## Saved entries:
------------------------------------
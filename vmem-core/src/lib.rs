//! # vmem-core
//!
//! A hierarchical demand-paged virtual memory translator over a simulated
//! physical RAM. This crate does not own or implement physical memory
//! itself — see [`PhysicalMemory`] — only the translation, fault handling,
//! and frame reclamation logic on top of it.

#![cfg_attr(not(any(test, doctest)), no_std)]

mod alloc;
mod phys;
mod translate;
mod walk;

#[cfg(test)]
mod tests_support;

pub use phys::PhysicalMemory;
pub use vmem_addresses::{FrameIndex, Geometry, GeometryError, VirtualAddress, Vpn};

use log::trace;
use thiserror::Error;
use translate::physical_of;

/// The one external error condition this crate can raise at the API
/// boundary: every other fault (missing table, eviction, ...) is handled
/// internally and never surfaces to the caller.
#[derive(Debug, Copy, Clone, Eq, PartialEq, Error)]
pub enum TranslationError {
    /// `vaddr` does not fit within the [`Geometry`]'s virtual address width.
    #[error("virtual address {0:#x} is out of range for this geometry")]
    AddressOutOfRange(u64),
}

/// A virtual address space backed by `M`, demand-paged against a
/// hierarchical, multi-level page table stored inside `M` itself.
pub struct VirtualMemory<'m, M: PhysicalMemory> {
    geometry: Geometry,
    phys: &'m mut M,
}

impl<'m, M: PhysicalMemory> VirtualMemory<'m, M> {
    /// Bind a translator to `phys` for the given `geometry`. Does not touch
    /// `phys`; call [`VirtualMemory::initialize`] before the first access.
    pub const fn new(geometry: Geometry, phys: &'m mut M) -> Self {
        Self { geometry, phys }
    }

    /// Zero the root table (frame 0), discarding any previous mappings.
    pub fn initialize(&mut self) {
        trace!("VirtualMemory::initialize: zeroing root frame");
        for slot in 0..self.geometry.page_size() {
            self.phys.write_word(FrameIndex::ROOT.cell(slot, self.geometry), 0);
        }
    }

    /// Read the word stored at `vaddr`, faulting in any missing tables or
    /// leaf page along the way.
    ///
    /// # Errors
    /// Returns [`TranslationError::AddressOutOfRange`] if `vaddr` does not
    /// fit within this geometry's virtual address width.
    pub fn read(&mut self, vaddr: VirtualAddress) -> Result<u64, TranslationError> {
        self.check_range(vaddr)?;
        let address = physical_of(self.phys, self.geometry, vaddr);
        Ok(self.phys.read_word(address))
    }

    /// Write `value` to the word stored at `vaddr`, faulting in any missing
    /// tables or leaf page along the way.
    ///
    /// # Errors
    /// Returns [`TranslationError::AddressOutOfRange`] if `vaddr` does not
    /// fit within this geometry's virtual address width.
    pub fn write(&mut self, vaddr: VirtualAddress, value: u64) -> Result<(), TranslationError> {
        self.check_range(vaddr)?;
        let address = physical_of(self.phys, self.geometry, vaddr);
        self.phys.write_word(address, value);
        Ok(())
    }

    /// The [`Geometry`] this translator was constructed with.
    #[must_use]
    pub const fn geometry(&self) -> Geometry {
        self.geometry
    }

    const fn check_range(&self, vaddr: VirtualAddress) -> Result<(), TranslationError> {
        if vaddr.in_range(self.geometry) {
            Ok(())
        } else {
            Err(TranslationError::AddressOutOfRange(vaddr.as_u64()))
        }
    }
}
------------------------------------
## EXERCISE AIM:
Gather all lines from the records above in which "along" appears.

## EXPECTED OUTPUT:
    /// leaf page along the way.
    /// tables or leaf page along the way.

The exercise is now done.